The concept has many applications. The Christian Science Monitor is using crowdsourcing to create a new cookbook, an idea suggested by New York Times food columnist Amanda Hesser.
Ritter, who coded the CloudCrowd application, was interested in merging cloud computing with the human capital available worldwide. Launching the company required a different type of capital: Edelstein originally funded the company with $1 million and later added another $500,000. In August, the company raised $5.1 million in venture capital funding.
Finding workers wasn't hard, the founders said. The idea of getting paid every business day for work you can do from anywhere—the company compensates workers through PayPal Monday through Friday—quickly attracted a large workforce.
The majority of Servio’s business comes from companies such as Target and Healthline that need high volumes of written content from product descriptions to articles for their websites.
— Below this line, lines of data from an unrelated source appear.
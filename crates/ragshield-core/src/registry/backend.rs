//! Backend identifiers.

use crate::error::{EnforcementError, EnforcementResult};
use serde::{Deserialize, Serialize};
use std::str::FromStr;

/// Vector-similarity search engines known to the enforcement layer.
///
/// Adding a backend means adding a variant here and an entry to the builtin
/// capability table.
#[derive(Debug, Clone, Copy, PartialEq, Eq, PartialOrd, Ord, Hash, Serialize, Deserialize)]
#[serde(rename_all = "lowercase")]
pub enum BackendKind {
    /// Pinecone metadata filters.
    Pinecone,
    /// Qdrant payload filters.
    Qdrant,
    /// Postgres pgvector JSONB metadata filters.
    PgVector,
    /// Chroma `where` filters.
    Chroma,
    /// Milvus boolean expressions.
    Milvus,
    /// FAISS in-memory metadata dictionary filters.
    Faiss,
}

impl BackendKind {
    /// All backends, in declaration order.
    pub const ALL: [BackendKind; 6] = [
        BackendKind::Pinecone,
        BackendKind::Qdrant,
        BackendKind::PgVector,
        BackendKind::Chroma,
        BackendKind::Milvus,
        BackendKind::Faiss,
    ];

    /// Canonical lowercase identifier.
    pub fn as_str(&self) -> &'static str {
        match self {
            BackendKind::Pinecone => "pinecone",
            BackendKind::Qdrant => "qdrant",
            BackendKind::PgVector => "pgvector",
            BackendKind::Chroma => "chroma",
            BackendKind::Milvus => "milvus",
            BackendKind::Faiss => "faiss",
        }
    }

    /// Resolve a store type identifier.
    ///
    /// Accepts canonical ids (`"qdrant"`) as well as store class names
    /// (`"PineconeVectorStore"`, `"PGVector"`), case-insensitively.
    pub fn parse(id: &str) -> Option<Self> {
        let normalized: String = id
            .chars()
            .filter(|c| !matches!(c, '_' | '-' | ' '))
            .collect::<String>()
            .to_ascii_lowercase();
        let name = normalized
            .strip_suffix("vectorstore")
            .unwrap_or(&normalized);

        BackendKind::ALL
            .into_iter()
            .find(|kind| kind.as_str() == name)
    }
}

impl std::fmt::Display for BackendKind {
    fn fmt(&self, f: &mut std::fmt::Formatter<'_>) -> std::fmt::Result {
        f.write_str(self.as_str())
    }
}

impl FromStr for BackendKind {
    type Err = EnforcementError;

    fn from_str(s: &str) -> EnforcementResult<Self> {
        BackendKind::parse(s).ok_or_else(|| EnforcementError::UnsupportedBackend {
            backend: s.to_string(),
        })
    }
}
Other business comes from simple tasks that would be tedious if they had to be done all day and around a widesourced version of traditional proofreading, writing and translation services.
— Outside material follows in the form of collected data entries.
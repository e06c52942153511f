//! ragshield core - Capability registry, enforcement filter compiler and
//! retrieval coordinator.
//!
//! A request's identity and semantic constraints are compiled into the
//! native filter grammar of the vector store behind a retriever, then
//! attached to that retriever's next search. Anything that cannot be
//! enforced exactly is refused.
//!
//! # Example
//!
//! ```ignore
//! use ragshield_core::{CapabilityRegistry, EnforcementConfig, Enforcer};
//! use ragshield_proto::{AuthContext, SemanticContext};
//! use std::sync::Arc;
//!
//! let enforcer = Enforcer::new(Arc::new(CapabilityRegistry::builtin()), EnforcementConfig::default());
//! let handle = enforcer.handle(my_qdrant_store);
//!
//! let auth = AuthContext::new("alice").with_group("team-a");
//! let semantic = SemanticContext::new().deny_topic("finance");
//! let request = enforcer.apply_enforcement(&handle, Some(&auth), Some(&semantic))?;
//! let documents = request.search("Who approved the Q3 budget?")?;
//! ```

pub mod compiler;
pub mod enforcement;
pub mod error;
pub mod registry;

pub use compiler::{
    CompiledFilter, CompilerOptions, ConstraintWarning, FilterCompiler, FilterEvaluator,
    FilterOutcome, MissingIdentityPolicy,
};
pub use enforcement::{
    AuditSink, EnforcedRequest, EnforcementConfig, EnforcementEvent, EnforcementEventKind,
    Enforcer, MemoryAuditSink, NullAuditSink, RequestScope, RetrieverHandle, SearchError,
    TracingAuditSink, VectorStore,
};
pub use error::{EnforcementError, EnforcementResult};
pub use registry::{BackendCapability, BackendKind, BackendLimits, CapabilityRegistry, Operator};

/// Re-export protocol types.
pub use ragshield_proto as proto;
CloudCrowd's user interface is friendly, but workers must grab the work when it appears. On average, a worker has about 60 minutes to complete each task. CrowdCloud.com has assignments for everyone, but higher-paying ones are available only to those who pass qualification tests.
Pay rates vary broadly depending on the task. Editing tasks typically pay between $1.25 and $1.75 per section. Writing tasks can range from $1 for short tasks to more than $20, with translation work paying in a similar range. Workers without specialized credentials can do lower-paying URL search and categorization tasks, generally ranging from a penny to 40 cents.
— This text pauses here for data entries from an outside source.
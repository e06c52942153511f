//! Filter expression types.
//!
//! [`FilterExpr`] is a small boolean tree over membership leaves. It is
//! generic over the field type so the same tree describes both the abstract
//! constraint (fields are [`MetadataField`]s) and the lowered, backend-bound
//! form (fields are native metadata key names).

use serde::{Deserialize, Serialize};
use std::fmt;

/// Abstract metadata dimensions a constraint can refer to.
#[derive(Debug, Clone, Copy, PartialEq, Eq, PartialOrd, Ord, Hash, Serialize, Deserialize)]
#[serde(rename_all = "snake_case")]
pub enum MetadataField {
    /// Principal (user) allowed to read the document.
    Principal,
    /// Group allowed to read the document.
    Group,
    /// Semantic topic labels attached to the document.
    Topic,
    /// Semantic entity labels attached to the document.
    Entity,
}

impl MetadataField {
    /// All fields, in a fixed order.
    pub const ALL: [MetadataField; 4] = [
        MetadataField::Principal,
        MetadataField::Group,
        MetadataField::Topic,
        MetadataField::Entity,
    ];

    /// Lowercase name of the field.
    pub fn as_str(&self) -> &'static str {
        match self {
            MetadataField::Principal => "principal",
            MetadataField::Group => "group",
            MetadataField::Topic => "topic",
            MetadataField::Entity => "entity",
        }
    }
}

impl fmt::Display for MetadataField {
    fn fmt(&self, f: &mut fmt::Formatter<'_>) -> fmt::Result {
        f.write_str(self.as_str())
    }
}

/// Boolean filter tree.
///
/// Membership leaves have "any-of" semantics: for a list-valued metadata field,
/// `In` matches when at least one stored value is in `values`, and `NotIn`
/// matches when none is.
#[derive(Debug, Clone, PartialEq, Eq, Serialize, Deserialize)]
#[serde(rename_all = "snake_case")]
pub enum FilterExpr<F> {
    /// Matches every document.
    True,
    /// Matches no document.
    False,
    /// Field equals value.
    Eq { field: F, value: String },
    /// Field intersects the given set.
    In { field: F, values: Vec<String> },
    /// Field is disjoint from the given set.
    NotIn { field: F, values: Vec<String> },
    /// All conditions must hold.
    And(Vec<FilterExpr<F>>),
    /// At least one condition must hold.
    Or(Vec<FilterExpr<F>>),
    /// Negation.
    Not(Box<FilterExpr<F>>),
}

/// Filter over abstract metadata dimensions.
pub type ConstraintExpr = FilterExpr<MetadataField>;

/// Filter over a backend's native metadata keys.
pub type NativeExpr = FilterExpr<String>;

impl<F> FilterExpr<F> {
    /// Create an equality filter.
    pub fn eq(field: F, value: impl Into<String>) -> Self {
        FilterExpr::Eq {
            field,
            value: value.into(),
        }
    }

    /// Create an IN filter.
    pub fn in_values<I, S>(field: F, values: I) -> Self
    where
        I: IntoIterator<Item = S>,
        S: Into<String>,
    {
        FilterExpr::In {
            field,
            values: values.into_iter().map(Into::into).collect(),
        }
    }

    /// Create a NOT IN filter.
    pub fn not_in_values<I, S>(field: F, values: I) -> Self
    where
        I: IntoIterator<Item = S>,
        S: Into<String>,
    {
        FilterExpr::NotIn {
            field,
            values: values.into_iter().map(Into::into).collect(),
        }
    }

    /// Create an AND combination.
    pub fn and(exprs: Vec<FilterExpr<F>>) -> Self {
        FilterExpr::And(exprs)
    }

    /// Create an OR combination.
    pub fn or(exprs: Vec<FilterExpr<F>>) -> Self {
        FilterExpr::Or(exprs)
    }

    /// Negate an expression.
    pub fn negate(expr: FilterExpr<F>) -> Self {
        FilterExpr::Not(Box::new(expr))
    }

    /// Check if this is the constant `True`.
    pub fn is_true(&self) -> bool {
        matches!(self, FilterExpr::True)
    }

    /// Check if this is the constant `False`.
    pub fn is_false(&self) -> bool {
        matches!(self, FilterExpr::False)
    }

    /// Check if this is a comparison leaf.
    pub fn is_leaf(&self) -> bool {
        matches!(
            self,
            FilterExpr::Eq { .. } | FilterExpr::In { .. } | FilterExpr::NotIn { .. }
        )
    }

    /// Nesting depth. Leaves and constants have depth 1.
    pub fn depth(&self) -> usize {
        match self {
            FilterExpr::And(exprs) | FilterExpr::Or(exprs) => {
                1 + exprs.iter().map(FilterExpr::depth).max().unwrap_or(0)
            }
            FilterExpr::Not(inner) => 1 + inner.depth(),
            _ => 1,
        }
    }

    /// Field of a comparison leaf.
    pub fn field(&self) -> Option<&F> {
        match self {
            FilterExpr::Eq { field, .. }
            | FilterExpr::In { field, .. }
            | FilterExpr::NotIn { field, .. } => Some(field),
            _ => None,
        }
    }

    /// Rewrite every field, stopping at the first error.
    pub fn try_map_fields<G, E>(
        self,
        f: &mut impl FnMut(F) -> Result<G, E>,
    ) -> Result<FilterExpr<G>, E> {
        Ok(match self {
            FilterExpr::True => FilterExpr::True,
            FilterExpr::False => FilterExpr::False,
            FilterExpr::Eq { field, value } => FilterExpr::Eq {
                field: f(field)?,
                value,
            },
            FilterExpr::In { field, values } => FilterExpr::In {
                field: f(field)?,
                values,
            },
            FilterExpr::NotIn { field, values } => FilterExpr::NotIn {
                field: f(field)?,
                values,
            },
            FilterExpr::And(exprs) => FilterExpr::And(
                exprs
                    .into_iter()
                    .map(|e| e.try_map_fields(f))
                    .collect::<Result<_, _>>()?,
            ),
            FilterExpr::Or(exprs) => FilterExpr::Or(
                exprs
                    .into_iter()
                    .map(|e| e.try_map_fields(f))
                    .collect::<Result<_, _>>()?,
            ),
            FilterExpr::Not(inner) => FilterExpr::Not(Box::new(inner.try_map_fields(f)?)),
        })
    }

    /// Fold constants and flatten nested combinations.
    ///
    /// The result is logically equivalent and keeps operand order, so two
    /// equal inputs always simplify to equal outputs.
    pub fn simplify(self) -> Self {
        match self {
            FilterExpr::In { values, .. } if values.is_empty() => FilterExpr::False,
            FilterExpr::NotIn { values, .. } if values.is_empty() => FilterExpr::True,
            FilterExpr::And(exprs) => {
                let mut flat = Vec::with_capacity(exprs.len());
                for expr in exprs.into_iter().map(FilterExpr::simplify) {
                    match expr {
                        FilterExpr::True => {}
                        FilterExpr::False => return FilterExpr::False,
                        FilterExpr::And(inner) => flat.extend(inner),
                        other => flat.push(other),
                    }
                }
                collapse(flat, FilterExpr::True, FilterExpr::And)
            }
            FilterExpr::Or(exprs) => {
                let mut flat = Vec::with_capacity(exprs.len());
                for expr in exprs.into_iter().map(FilterExpr::simplify) {
                    match expr {
                        FilterExpr::False => {}
                        FilterExpr::True => return FilterExpr::True,
                        FilterExpr::Or(inner) => flat.extend(inner),
                        other => flat.push(other),
                    }
                }
                collapse(flat, FilterExpr::False, FilterExpr::Or)
            }
            FilterExpr::Not(inner) => match inner.simplify() {
                FilterExpr::True => FilterExpr::False,
                FilterExpr::False => FilterExpr::True,
                FilterExpr::Not(twice) => *twice,
                other => FilterExpr::Not(Box::new(other)),
            },
            leaf => leaf,
        }
    }
}

fn collapse<F>(
    mut exprs: Vec<FilterExpr<F>>,
    identity: FilterExpr<F>,
    wrap: fn(Vec<FilterExpr<F>>) -> FilterExpr<F>,
) -> FilterExpr<F> {
    match exprs.len() {
        0 => identity,
        1 => exprs.remove(0),
        _ => wrap(exprs),
    }
}

impl<F: fmt::Display> fmt::Display for FilterExpr<F> {
    fn fmt(&self, f: &mut fmt::Formatter<'_>) -> fmt::Result {
        match self {
            FilterExpr::True => write!(f, "TRUE"),
            FilterExpr::False => write!(f, "FALSE"),
            FilterExpr::Eq { field, value } => write!(f, "{} == {:?}", field, value),
            FilterExpr::In { field, values } => write!(f, "{} IN {:?}", field, values),
            FilterExpr::NotIn { field, values } => write!(f, "{} NOT IN {:?}", field, values),
            FilterExpr::And(exprs) => write_joined(f, exprs, " AND "),
            FilterExpr::Or(exprs) => write_joined(f, exprs, " OR "),
            FilterExpr::Not(inner) => {
                if inner.is_leaf() {
                    write!(f, "NOT ({})", inner)
                } else {
                    write!(f, "NOT {}", inner)
                }
            }
        }
    }
}

fn write_joined<F: fmt::Display>(
    f: &mut fmt::Formatter<'_>,
    exprs: &[FilterExpr<F>],
    sep: &str,
) -> fmt::Result {
    write!(f, "(")?;
    for (i, expr) in exprs.iter().enumerate() {
        if i > 0 {
            f.write_str(sep)?;
        }
        write!(f, "{}", expr)?;
    }
    write!(f, ")")
}

/// A filter rendered into a backend's own grammar.
#[derive(Debug, Clone, PartialEq, Serialize, Deserialize)]
#[serde(rename_all = "snake_case")]
pub enum NativeFilter {
    /// Document-style filter (Mongo-like operators, Qdrant conditions, ...).
    Json(serde_json::Value),
    /// Boolean expression string.
    Expression(String),
}

impl NativeFilter {
    /// JSON body, if this is a document-style filter.
    pub fn as_json(&self) -> Option<&serde_json::Value> {
        match self {
            NativeFilter::Json(value) => Some(value),
            NativeFilter::Expression(_) => None,
        }
    }

    /// Expression text, if this is an expression filter.
    pub fn as_expression(&self) -> Option<&str> {
        match self {
            NativeFilter::Json(_) => None,
            NativeFilter::Expression(expr) => Some(expr),
        }
    }
}

impl fmt::Display for NativeFilter {
    fn fmt(&self, f: &mut fmt::Formatter<'_>) -> fmt::Result {
        match self {
            NativeFilter::Json(value) => write!(f, "{}", value),
            NativeFilter::Expression(expr) => f.write_str(expr),
        }
    }
}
If your task is approved through peer review, you get paid. If it's not, you don't. If your task submission is rejected, you will also lose credibility. You gain credibility by doing good work.
Servio could be considered another entrant in the "crowdsourcing" field that includes Amazon's Mechanical Turk, oDesk and many others, but Ritter says it's evolutionary, overcoming the lack of automated quality control, for example, that is typical of first-generation platforms.
Evolution is big at Servio, which recently updated its client-side operations into a service which provides "one-stop shopping" of a sort for customers who want to harness the crowd for various business and academic needs, including editing and translation projects.
While Servio’s growth has been explosive, it is not yet releasing revenue numbers, said VP Marketing, Mark Chatow.
Gaby Merediz, an American stay-at-home mom, talked about her first weeks with CloudCrowd: "For some tasks, I only earned a penny. I justified the time and the pay by reasoning that if I was just sitting around the house doing nothing, I wasn’t getting paid at all." She has since moved on to far higher-paying writing, editing and translation work.
When RentCycle CEO Tim Hyer needed to categorize more than 20,000 rental business websites, he turned to Servio: "Before I knew it, I had a clean spreadsheet of organized data that was now properly validated, categorized, and sub-categorized—with time to spare before my deadline."
The system doesn’t mesh perfectly all projects. As Chatow explained, "Some companies need a solution that's akin to hand-modding a car. We cater to clients who want a Mercedes off the factory line."
Several workers, however, said flexibility is one of the main reasons they enjoy the platform.
"As a stay-at-home mom, I can check tasks when convenient and work around my daughter’s schedule," said Jessica Fresco, who lives on the U.S. west coast. "There are a variety of short tasks… so I don't run the risk of leaving a job incomplete when I have to attend to my daughter's needs. When she's asleep, I can work on the longer tasks."